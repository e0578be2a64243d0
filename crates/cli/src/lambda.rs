//! Bridge function host backed by `aws lambda`.

use std::path::PathBuf;

use anyhow::{Context, Result};
use charter_bridge::{BridgeState, FunctionHost, FunctionSpec, InvokeResult, Provisioned, Removed};
use serde::Deserialize;
use serde_json::Value as Json;
use tracing::{debug, info};

use crate::aws::{is_exception, role_arn_from_caller, AwsCli};

const NOT_FOUND: &str = "ResourceNotFoundException";
const CONFLICT: &str = "ResourceConflictException";

#[derive(Debug, Default, Deserialize)]
#[serde(rename_all = "PascalCase")]
struct FunctionConfig {
    #[serde(default)]
    state: Option<String>,
    #[serde(default)]
    code_sha256: String,
}

#[derive(Debug, Default, Deserialize)]
#[serde(rename_all = "PascalCase")]
struct InvokeOutput {
    #[serde(default)]
    function_error: Option<String>,
}

pub struct LambdaHost {
    aws: AwsCli,
}

fn vpc_arg(spec: &FunctionSpec) -> String {
    format!("SubnetIds={},SecurityGroupIds={}", spec.network.subnet_ids.join(","), spec.network.security_group_ids.join(","))
}

impl LambdaHost {
    pub fn new(aws: AwsCli) -> Self {
        Self { aws }
    }

    fn scratch(&self, file: String) -> PathBuf {
        self.aws.work_dir.join("bridge").join(file)
    }

    async fn write_scratch(&self, file: String, bytes: &[u8]) -> Result<PathBuf> {
        let path = self.scratch(file);
        if let Some(dir) = path.parent() {
            tokio::fs::create_dir_all(dir).await.with_context(|| format!("creating {}", dir.display()))?;
        }
        tokio::fs::write(&path, bytes).await.with_context(|| format!("writing {}", path.display()))?;
        Ok(path)
    }

    async fn config(&self, name: &str) -> Result<FunctionConfig> {
        self.aws.call(&["lambda", "get-function-configuration", "--function-name", name], None).await
    }
}

#[async_trait::async_trait]
impl FunctionHost for LambdaHost {
    async fn state(&self, name: &str) -> Result<BridgeState> {
        match self.config(name).await {
            Ok(c) => Ok(c.state.as_deref().map(BridgeState::parse).unwrap_or(BridgeState::Active)),
            Err(e) if is_exception(&e, NOT_FOUND) => Ok(BridgeState::NotFound),
            Err(e) => Err(e),
        }
    }

    async fn code_fingerprint(&self, name: &str) -> Result<String> {
        Ok(self.config(name).await?.code_sha256)
    }

    async fn create(&self, spec: &FunctionSpec, package: &[u8]) -> Result<Provisioned> {
        let zip = self.write_scratch(format!("{}.zip", spec.name), package).await?;
        let zip_arg = format!("fileb://{}", zip.display());
        let (memory, timeout, vpc) = (spec.memory_mb.to_string(), spec.timeout_secs.to_string(), vpc_arg(spec));
        let args = [
            "lambda", "create-function", "--function-name", spec.name.as_str(), "--runtime", spec.runtime.as_str(), "--role", spec.role.as_str(),
            "--handler", spec.handler.as_str(), "--memory-size", memory.as_str(), "--timeout", timeout.as_str(), "--zip-file", zip_arg.as_str(),
            "--vpc-config", vpc.as_str(),
        ];
        match self.aws.call_raw(&args, None).await {
            Ok(_) => Ok(Provisioned::Created),
            Err(e) if is_exception(&e, CONFLICT) => Ok(Provisioned::AlreadyExists),
            Err(e) => Err(e),
        }
    }

    async fn update_code(&self, name: &str, package: &[u8]) -> Result<()> {
        let zip = self.write_scratch(format!("{}.zip", name), package).await?;
        let zip_arg = format!("fileb://{}", zip.display());
        self.aws.call_raw(&["lambda", "update-function-code", "--function-name", name, "--zip-file", zip_arg.as_str()], None).await?;
        Ok(())
    }

    async fn update_config(&self, spec: &FunctionSpec) -> Result<()> {
        let (memory, timeout, vpc) = (spec.memory_mb.to_string(), spec.timeout_secs.to_string(), vpc_arg(spec));
        let args = [
            "lambda", "update-function-configuration", "--function-name", spec.name.as_str(), "--runtime", spec.runtime.as_str(), "--role",
            spec.role.as_str(), "--handler", spec.handler.as_str(), "--memory-size", memory.as_str(), "--timeout", timeout.as_str(),
            "--vpc-config", vpc.as_str(),
        ];
        self.aws.call_raw(&args, None).await?;
        debug!(bridge = %spec.name, "lambda: configuration applied");
        Ok(())
    }

    async fn delete(&self, name: &str) -> Result<Removed> {
        match self.aws.call_raw(&["lambda", "delete-function", "--function-name", name], None).await {
            Ok(_) => Ok(Removed::Deleted),
            Err(e) if is_exception(&e, NOT_FOUND) => Ok(Removed::Absent),
            Err(e) => Err(e),
        }
    }

    async fn invoke(&self, name: &str, payload: &[u8]) -> Result<InvokeResult> {
        let request = self.write_scratch(format!("{}-request.json", name), payload).await?;
        let response = self.scratch(format!("{}-response.json", name));
        let (req_arg, resp_arg) = (format!("fileb://{}", request.display()), response.display().to_string());
        let args = [
            "lambda", "invoke", "--function-name", name, "--cli-binary-format", "raw-in-base64-out", "--payload", req_arg.as_str(), resp_arg.as_str(),
        ];
        let out: InvokeOutput = self.aws.call(&args, None).await?;
        let body = tokio::fs::read(&response).await.with_context(|| format!("reading {}", response.display()))?;
        info!(bridge = %name, bytes = body.len(), failed = out.function_error.is_some(), "lambda: invoked");
        Ok(InvokeResult { function_error: out.function_error, payload: body })
    }

    async fn caller_role(&self) -> Result<String> {
        let v: Json = self.aws.call(&["sts", "get-caller-identity"], None).await?;
        let arn = v.get("Arn").and_then(Json::as_str).unwrap_or_default();
        Ok(role_arn_from_caller(arn))
    }
}

#[cfg(test)]
mod tests {
    use super::*;
    use crate::runner::mock::MockRunner;
    use charter_core::NetworkIsolation;
    use std::sync::Arc;

    fn host(runner: Arc<MockRunner>, dir: &std::path::Path) -> LambdaHost {
        LambdaHost::new(AwsCli::new(runner, None, dir))
    }

    fn spec() -> FunctionSpec {
        FunctionSpec {
            name: "helm-provider-vpc-connector-abc".into(),
            role: "arn:aws:iam::1:role/r".into(),
            handler: "bootstrap".into(),
            runtime: "provided.al2023".into(),
            memory_mb: 256,
            timeout_secs: 900,
            network: NetworkIsolation { security_group_ids: vec!["sg-1".into()], subnet_ids: vec!["subnet-a".into(), "subnet-b".into()] },
        }
    }

    #[tokio::test]
    async fn missing_functions_report_not_found() {
        let dir = tempfile::tempdir().unwrap();
        let runner = Arc::new(MockRunner::with_responses(vec![
            Err("An error occurred (ResourceNotFoundException) when calling the GetFunctionConfiguration operation"),
            Ok(r#"{"State":"Pending","CodeSha256":"x"}"#),
        ]));
        let h = host(runner, dir.path());
        assert_eq!(h.state("b").await.unwrap(), BridgeState::NotFound);
        assert_eq!(h.state("b").await.unwrap(), BridgeState::Pending);
    }

    #[tokio::test]
    async fn create_treats_conflicts_as_existing() {
        let dir = tempfile::tempdir().unwrap();
        let runner = Arc::new(MockRunner::with_responses(vec![Ok("{}"), Err("An error occurred (ResourceConflictException): Function already exist")]));
        let h = host(runner.clone(), dir.path());
        assert_eq!(h.create(&spec(), b"zip").await.unwrap(), Provisioned::Created);
        assert_eq!(h.create(&spec(), b"zip").await.unwrap(), Provisioned::AlreadyExists);
        assert!(runner.lines()[0].contains("--vpc-config SubnetIds=subnet-a,subnet-b,SecurityGroupIds=sg-1"));
        assert!(dir.path().join("bridge/helm-provider-vpc-connector-abc.zip").exists());
    }

    #[tokio::test]
    async fn delete_of_absent_function_succeeds() {
        let dir = tempfile::tempdir().unwrap();
        let runner = Arc::new(MockRunner::with_responses(vec![Err("(ResourceNotFoundException) Function not found")]));
        assert_eq!(host(runner, dir.path()).delete("b").await.unwrap(), Removed::Absent);
    }

    #[tokio::test]
    async fn invoke_reads_the_response_file() {
        let dir = tempfile::tempdir().unwrap();
        std::fs::create_dir_all(dir.path().join("bridge")).unwrap();
        std::fs::write(dir.path().join("bridge/b-response.json"), r#"{"errorType":"Validation","errorMessage":"bad"}"#).unwrap();
        let runner = Arc::new(MockRunner::with_responses(vec![Ok(r#"{"StatusCode":200,"FunctionError":"Unhandled"}"#)]));
        let r = host(runner, dir.path()).invoke("b", b"{}").await.unwrap();
        assert_eq!(r.function_error.as_deref(), Some("Unhandled"));
        assert!(String::from_utf8_lossy(&r.payload).contains("errorMessage"));
    }

    #[tokio::test]
    async fn caller_role_strips_the_session() {
        let dir = tempfile::tempdir().unwrap();
        let runner = Arc::new(MockRunner::with_responses(vec![Ok(r#"{"Arn":"arn:aws:sts::1:assumed-role/Deployer/s"}"#)]));
        assert_eq!(host(runner, dir.path()).caller_role().await.unwrap(), "arn:aws:iam::1:role/Deployer");
    }
}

┄┄┄┄┄┄

### BRIEF
Among the entries above, copy exactly only the lines starting with the one containing "let v: Json" and going through the one containing "use charter_core::NetworkIsolation;", both ends included.

### OUTPUT OF THE TASK
        let v: Json = self.aws.call(&["sts", "get-caller-identity"], None).await?;
        let arn = v.get("Arn").and_then(Json::as_str).unwrap_or_default();
        Ok(role_arn_from_caller(arn))
    }
}

#[cfg(test)]
mod tests {
    use super::*;
    use crate::runner::mock::MockRunner;
    use charter_core::NetworkIsolation;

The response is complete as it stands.